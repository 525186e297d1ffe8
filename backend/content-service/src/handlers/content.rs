/// Content handlers - feed listing, single reads, owner CRUD and likes
use super::{ApiResponse, AppState};
use crate::error::Result;
use crate::middleware::AuthUser;
use crate::models::{ContentDraft, ContentPatch, ContentType, CreatorInfo, SubscriptionTier};
use crate::services::{ContentService, FeedQuery, FeedService, InteractionService, Visibility};
use actix_web::{web, HttpResponse};
use serde::Deserialize;
use serde_json::json;
use std::collections::BTreeMap;
use uuid::Uuid;
use validator::Validate;

#[derive(Debug, Deserialize)]
#[serde(rename_all = "camelCase")]
pub struct ListContentQuery {
    #[serde(rename = "type")]
    pub content_type: Option<ContentType>,
    pub page: Option<u32>,
    pub limit: Option<u32>,
    pub filter: Option<String>,
    pub user_id: Option<String>,
    pub category: Option<String>,
}

#[derive(Debug, Default, Deserialize, Validate)]
#[serde(rename_all = "camelCase")]
pub struct CreatorRequest {
    #[validate(length(max = 100))]
    pub name: Option<String>,
    #[validate(length(max = 128))]
    pub wallet_id: Option<String>,
    #[validate(length(max = 1000))]
    pub bio: Option<String>,
    #[serde(default)]
    pub social_links: BTreeMap<String, String>,
}

#[derive(Debug, Deserialize, Validate)]
#[serde(rename_all = "camelCase")]
pub struct CreateContentRequest {
    #[validate(length(min = 1, max = 200))]
    pub title: String,
    #[validate(length(max = 5000))]
    pub description: Option<String>,
    pub content_type: ContentType,
    #[serde(rename = "contentURL")]
    #[validate(length(min = 1, max = 2048))]
    pub content_url: String,
    #[serde(rename = "thumbnailURL")]
    #[validate(length(max = 2048))]
    pub thumbnail_url: Option<String>,
    #[validate(nested)]
    pub creator: Option<CreatorRequest>,
    pub subscription_tier: Option<SubscriptionTier>,
    pub price: Option<f64>,
    pub categories: Option<Vec<String>>,
    pub is_published: Option<bool>,
}

#[derive(Debug, Deserialize, Validate)]
#[serde(rename_all = "camelCase")]
pub struct UpdateContentRequest {
    #[validate(length(min = 1, max = 200))]
    pub title: Option<String>,
    #[validate(length(max = 5000))]
    pub description: Option<String>,
    pub content_type: Option<ContentType>,
    #[serde(rename = "contentURL")]
    #[validate(length(min = 1, max = 2048))]
    pub content_url: Option<String>,
    #[serde(rename = "thumbnailURL")]
    #[validate(length(max = 2048))]
    pub thumbnail_url: Option<String>,
    pub subscription_tier: Option<SubscriptionTier>,
    pub price: Option<f64>,
    pub categories: Option<Vec<String>>,
    pub is_published: Option<bool>,
}

impl From<UpdateContentRequest> for ContentPatch {
    fn from(req: UpdateContentRequest) -> Self {
        ContentPatch {
            title: req.title,
            description: req.description,
            content_type: req.content_type,
            content_url: req.content_url,
            thumbnail_url: req.thumbnail_url,
            subscription_tier: req.subscription_tier,
            price: req.price,
            categories: req.categories,
            is_published: req.is_published,
        }
    }
}

/// Build the draft, snapshotting the creator profile from the request with
/// the caller's token profile as fallback.
fn draft_from_request(req: CreateContentRequest, user: &AuthUser) -> ContentDraft {
    let creator = req.creator.unwrap_or_default();
    let name = creator
        .name
        .filter(|name| !name.trim().is_empty())
        .unwrap_or_else(|| user.display_name());

    ContentDraft {
        title: req.title,
        description: req.description.unwrap_or_default(),
        content_type: req.content_type,
        content_url: req.content_url,
        thumbnail_url: req.thumbnail_url,
        creator: CreatorInfo {
            name,
            wallet_id: creator.wallet_id,
            bio: creator.bio,
            social_links: creator.social_links,
        },
        subscription_tier: req.subscription_tier.unwrap_or_default(),
        price: req.price.unwrap_or(0.0),
        categories: req.categories.unwrap_or_default(),
        is_published: req.is_published.unwrap_or(true),
    }
}

/// GET /content
pub async fn list_content(
    state: web::Data<AppState>,
    user: Option<AuthUser>,
    query: web::Query<ListContentQuery>,
) -> Result<HttpResponse> {
    let query = query.into_inner();
    let visibility = match query.filter.as_deref() {
        Some(raw) => raw.parse::<Visibility>()?,
        None => Visibility::default(),
    };

    let service = FeedService::new(state.store.clone(), state.feed.clone());
    let page = service
        .list_content(
            FeedQuery {
                content_type: query.content_type,
                owner_id: query.user_id,
                category: query.category,
                visibility,
                page: query.page,
                limit: query.limit,
            },
            user.as_ref().map(|u| u.id.as_str()),
        )
        .await?;

    Ok(ApiResponse::ok(page))
}

/// GET /content/{id}
pub async fn get_content(
    state: web::Data<AppState>,
    user: Option<AuthUser>,
    content_id: web::Path<Uuid>,
) -> Result<HttpResponse> {
    let service = FeedService::new(state.store.clone(), state.feed.clone());
    let view = service
        .get_single_content(*content_id, user.as_ref().map(|u| u.id.as_str()))
        .await?;

    Ok(ApiResponse::ok(view))
}

/// POST /content
pub async fn create_content(
    state: web::Data<AppState>,
    user: AuthUser,
    req: web::Json<CreateContentRequest>,
) -> Result<HttpResponse> {
    let req = req.into_inner();
    req.validate()?;

    let service = ContentService::new(state.store.clone());
    let item = service
        .create(&user.id, draft_from_request(req, &user))
        .await?;

    Ok(ApiResponse::created(item))
}

/// PUT /content/{id}
pub async fn update_content(
    state: web::Data<AppState>,
    user: AuthUser,
    content_id: web::Path<Uuid>,
    req: web::Json<UpdateContentRequest>,
) -> Result<HttpResponse> {
    let req = req.into_inner();
    req.validate()?;

    let service = ContentService::new(state.store.clone());
    let item = service.update(*content_id, &user.id, req.into()).await?;

    Ok(ApiResponse::ok(item))
}

/// DELETE /content/{id}
pub async fn delete_content(
    state: web::Data<AppState>,
    user: AuthUser,
    content_id: web::Path<Uuid>,
) -> Result<HttpResponse> {
    let service = ContentService::new(state.store.clone());
    service.delete(*content_id, &user.id).await?;

    Ok(ApiResponse::ok(json!({ "id": *content_id, "deleted": true })))
}

/// POST /content/{id}/like
pub async fn toggle_like(
    state: web::Data<AppState>,
    user: AuthUser,
    content_id: web::Path<Uuid>,
) -> Result<HttpResponse> {
    let service = InteractionService::new(state.store.clone());
    let toggle = service.toggle_content_like(*content_id, &user.id).await?;

    Ok(ApiResponse::ok(toggle))
}
//! The scan pass: checkpoint to chain head, claim, dispatch, advance.
//!
//! A pass only advances the checkpoint after every event in its range is
//! accounted for in the ledger, so a crash at any point re-scans the same
//! range and the ledger absorbs the duplicates.

use std::{collections::BTreeMap, ops::RangeInclusive, sync::Arc, time::Duration};

use alloy::{primitives::Address, providers::Provider};
use tokio::{sync::Semaphore, task::JoinSet, time::timeout};
use tokio_util::sync::CancellationToken;
use tracing::{debug, error, info, warn};

use crate::{
    chain::{ChainClient, RebalanceEvent},
    dispatch::{AgentInvoker, DispatchOutcome, Dispatcher},
    error::BridgeError,
    store::{AdvanceOutcome, Checkpoint, CheckpointStore, ClaimOutcome, DispatchLedger},
};

mod range_iterator;

use range_iterator::ChunkRanges;

#[derive(Debug, Clone)]
pub struct ScanConfig {
    pub chain_id: u64,
    /// How far behind the head to seed the checkpoint on first run.
    pub lookback_blocks: u64,
    /// Provider cap on blocks per `eth_getLogs` call.
    pub max_range_per_scan: u64,
    /// Concurrent portfolio dispatch groups.
    pub dispatch_concurrency: usize,
    /// Hard limit on the dispatch phase of one pass.
    pub pass_deadline: Duration,
    pub poll_interval: Duration,
}

/// What one pass saw and did.
#[derive(Debug, Clone, Default, PartialEq, Eq)]
pub struct PassSummary {
    pub range: Option<RangeInclusive<u64>>,
    pub logs_fetched: usize,
    pub decode_failures: usize,
    pub duplicates_skipped: usize,
    pub dispatched: usize,
    pub dead_lettered: usize,
    /// The dispatch phase was cut off; the checkpoint did not advance.
    pub deadline_hit: bool,
    pub advanced_to: Option<u64>,
}

pub struct ScanLoop<P, A> {
    chain: ChainClient<P>,
    checkpoints: CheckpointStore,
    ledger: DispatchLedger,
    dispatcher: Dispatcher<A>,
    config: ScanConfig,
}

impl<P: Provider + Clone, A: AgentInvoker> ScanLoop<P, A> {
    pub fn new(
        chain: ChainClient<P>,
        checkpoints: CheckpointStore,
        ledger: DispatchLedger,
        dispatcher: Dispatcher<A>,
        config: ScanConfig,
    ) -> Self {
        Self {
            chain,
            checkpoints,
            ledger,
            dispatcher,
            config,
        }
    }

    /// Runs passes on the poll interval until `cancel` fires.
    ///
    /// A failed pass is logged and retried on the next tick; the checkpoint
    /// protocol makes re-running the same range safe.
    pub async fn run(&self, cancel: CancellationToken) -> Result<(), BridgeError> {
        loop {
            if cancel.is_cancelled() {
                info!("Scanner stopping");
                return Ok(());
            }

            match self.run_once().await {
                Ok(summary) => info!(?summary, "Scan pass complete"),
                Err(e) => error!(error = %e, "Scan pass failed, will retry next tick"),
            }

            tokio::select! {
                () = cancel.cancelled() => {
                    info!("Scanner stopping");
                    return Ok(());
                }
                () = tokio::time::sleep(self.config.poll_interval) => {}
            }
        }
    }

    /// One full pass. Loops internally only when the checkpoint advance
    /// loses a compare-and-set race and the range has to be recomputed.
    pub async fn run_once(&self) -> Result<PassSummary, BridgeError> {
        loop {
            let checkpoint = self.read_or_seed_checkpoint().await?;
            let current = self.chain.current_block().await?;

            if checkpoint.last_scanned_block >= current {
                debug!(
                    last_scanned = checkpoint.last_scanned_block,
                    current, "No new blocks"
                );
                return Ok(PassSummary::default());
            }

            let from = checkpoint.last_scanned_block + 1;
            let to = current;
            info!(from, to, "Scanning block range");

            let mut summary = PassSummary {
                range: Some(from..=to),
                ..PassSummary::default()
            };

            let claimed = self.collect_claimed(from, to, &mut summary).await?;
            let total_claimed = claimed.values().map(Vec::len).sum::<usize>();

            match timeout(self.config.pass_deadline, self.dispatch_all(claimed)).await {
                Ok(result) => {
                    let (dispatched, dead_lettered) = result?;
                    summary.dispatched = dispatched;
                    summary.dead_lettered = dead_lettered;
                }
                Err(_) => {
                    // Whatever is still non-terminal stays claimed in the
                    // ledger and is reclaimed after the claim timeout. The
                    // checkpoint must not move past unaccounted events.
                    warn!(
                        total_claimed,
                        "Pass deadline exceeded, aborting in-flight dispatches"
                    );
                    summary.deadline_hit = true;
                    return Ok(summary);
                }
            }

            match self
                .checkpoints
                .advance(self.config.chain_id, to, checkpoint.last_scanned_block)
                .await?
            {
                AdvanceOutcome::Advanced => {
                    summary.advanced_to = Some(to);
                    return Ok(summary);
                }
                AdvanceOutcome::Conflict => {
                    warn!(
                        expected_prev = checkpoint.last_scanned_block,
                        "Checkpoint moved by another scanner, recomputing range"
                    );
                }
            }
        }
    }

    async fn read_or_seed_checkpoint(&self) -> Result<Checkpoint, BridgeError> {
        if let Some(checkpoint) = self.checkpoints.read(self.config.chain_id).await? {
            return Ok(checkpoint);
        }

        let current = self.chain.current_block().await?;
        let seed = current.saturating_sub(self.config.lookback_blocks);
        info!(
            seed,
            lookback = self.config.lookback_blocks,
            "No checkpoint found, seeding behind chain head"
        );
        Ok(self.checkpoints.seed(self.config.chain_id, seed).await?)
    }

    /// Fetches and decodes `[from, to]` in chunks, claiming each new event.
    /// Claimed events come back grouped per portfolio in chain order.
    async fn collect_claimed(
        &self,
        from: u64,
        to: u64,
        summary: &mut PassSummary,
    ) -> Result<BTreeMap<Address, Vec<RebalanceEvent>>, BridgeError> {
        let mut claimed: BTreeMap<Address, Vec<RebalanceEvent>> = BTreeMap::new();

        for chunk in ChunkRanges::new(from, to, self.config.max_range_per_scan) {
            let logs = self
                .chain
                .fetch_rebalance_logs(*chunk.start(), *chunk.end())
                .await?;
            summary.logs_fetched += logs.len();

            for log in &logs {
                let event = match RebalanceEvent::decode(log) {
                    Ok(event) => event,
                    Err(e) => {
                        // One malformed entry must not block the range.
                        warn!(
                            error = %e,
                            tx_hash = ?log.transaction_hash,
                            log_index = ?log.log_index,
                            "Skipping undecodable log"
                        );
                        summary.decode_failures += 1;
                        continue;
                    }
                };

                match self.ledger.try_claim(&event).await? {
                    ClaimOutcome::Claimed => {
                        claimed.entry(event.portfolio).or_default().push(event);
                    }
                    ClaimOutcome::AlreadyClaimed => {
                        debug!(event_id = %event.event_id(), "Event already handled, skipping");
                        summary.duplicates_skipped += 1;
                    }
                }
            }
        }

        // Same-portfolio events dispatch in chain order; portfolios are
        // independent of each other.
        for events in claimed.values_mut() {
            events.sort_by_key(|event| (event.block_number, event.log_index));
        }

        Ok(claimed)
    }

    /// Dispatches all portfolio groups, at most `dispatch_concurrency` at a
    /// time. Events within one group run sequentially.
    async fn dispatch_all(
        &self,
        claimed: BTreeMap<Address, Vec<RebalanceEvent>>,
    ) -> Result<(usize, usize), BridgeError> {
        let semaphore = Arc::new(Semaphore::new(self.config.dispatch_concurrency.max(1)));
        let mut tasks = JoinSet::new();

        for (portfolio, events) in claimed {
            debug!(%portfolio, count = events.len(), "Queueing portfolio dispatch group");
            let semaphore = Arc::clone(&semaphore);
            let dispatcher = self.dispatcher.clone();

            tasks.spawn(async move {
                // The semaphore is never closed while tasks are running.
                let Ok(_permit) = semaphore.acquire_owned().await else {
                    return Ok((0usize, 0usize));
                };

                let mut dispatched = 0usize;
                let mut dead_lettered = 0usize;
                for event in events {
                    match dispatcher.dispatch(&event).await? {
                        DispatchOutcome::Succeeded { .. } => dispatched += 1,
                        DispatchOutcome::DeadLettered { .. } => dead_lettered += 1,
                    }
                }
                Ok::<_, crate::store::StoreError>((dispatched, dead_lettered))
            });
        }

        let mut totals = (0usize, 0usize);
        while let Some(joined) = tasks.join_next().await {
            let (dispatched, dead_lettered) = joined??;
            totals.0 += dispatched;
            totals.1 += dead_lettered;
        }
        Ok(totals)
    }
}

**WHAT NEEDS TO BE DONE:**
The answer must be a single number: how many lines in the records above contain the word "failed".

**EXERCISE RESULT:**
2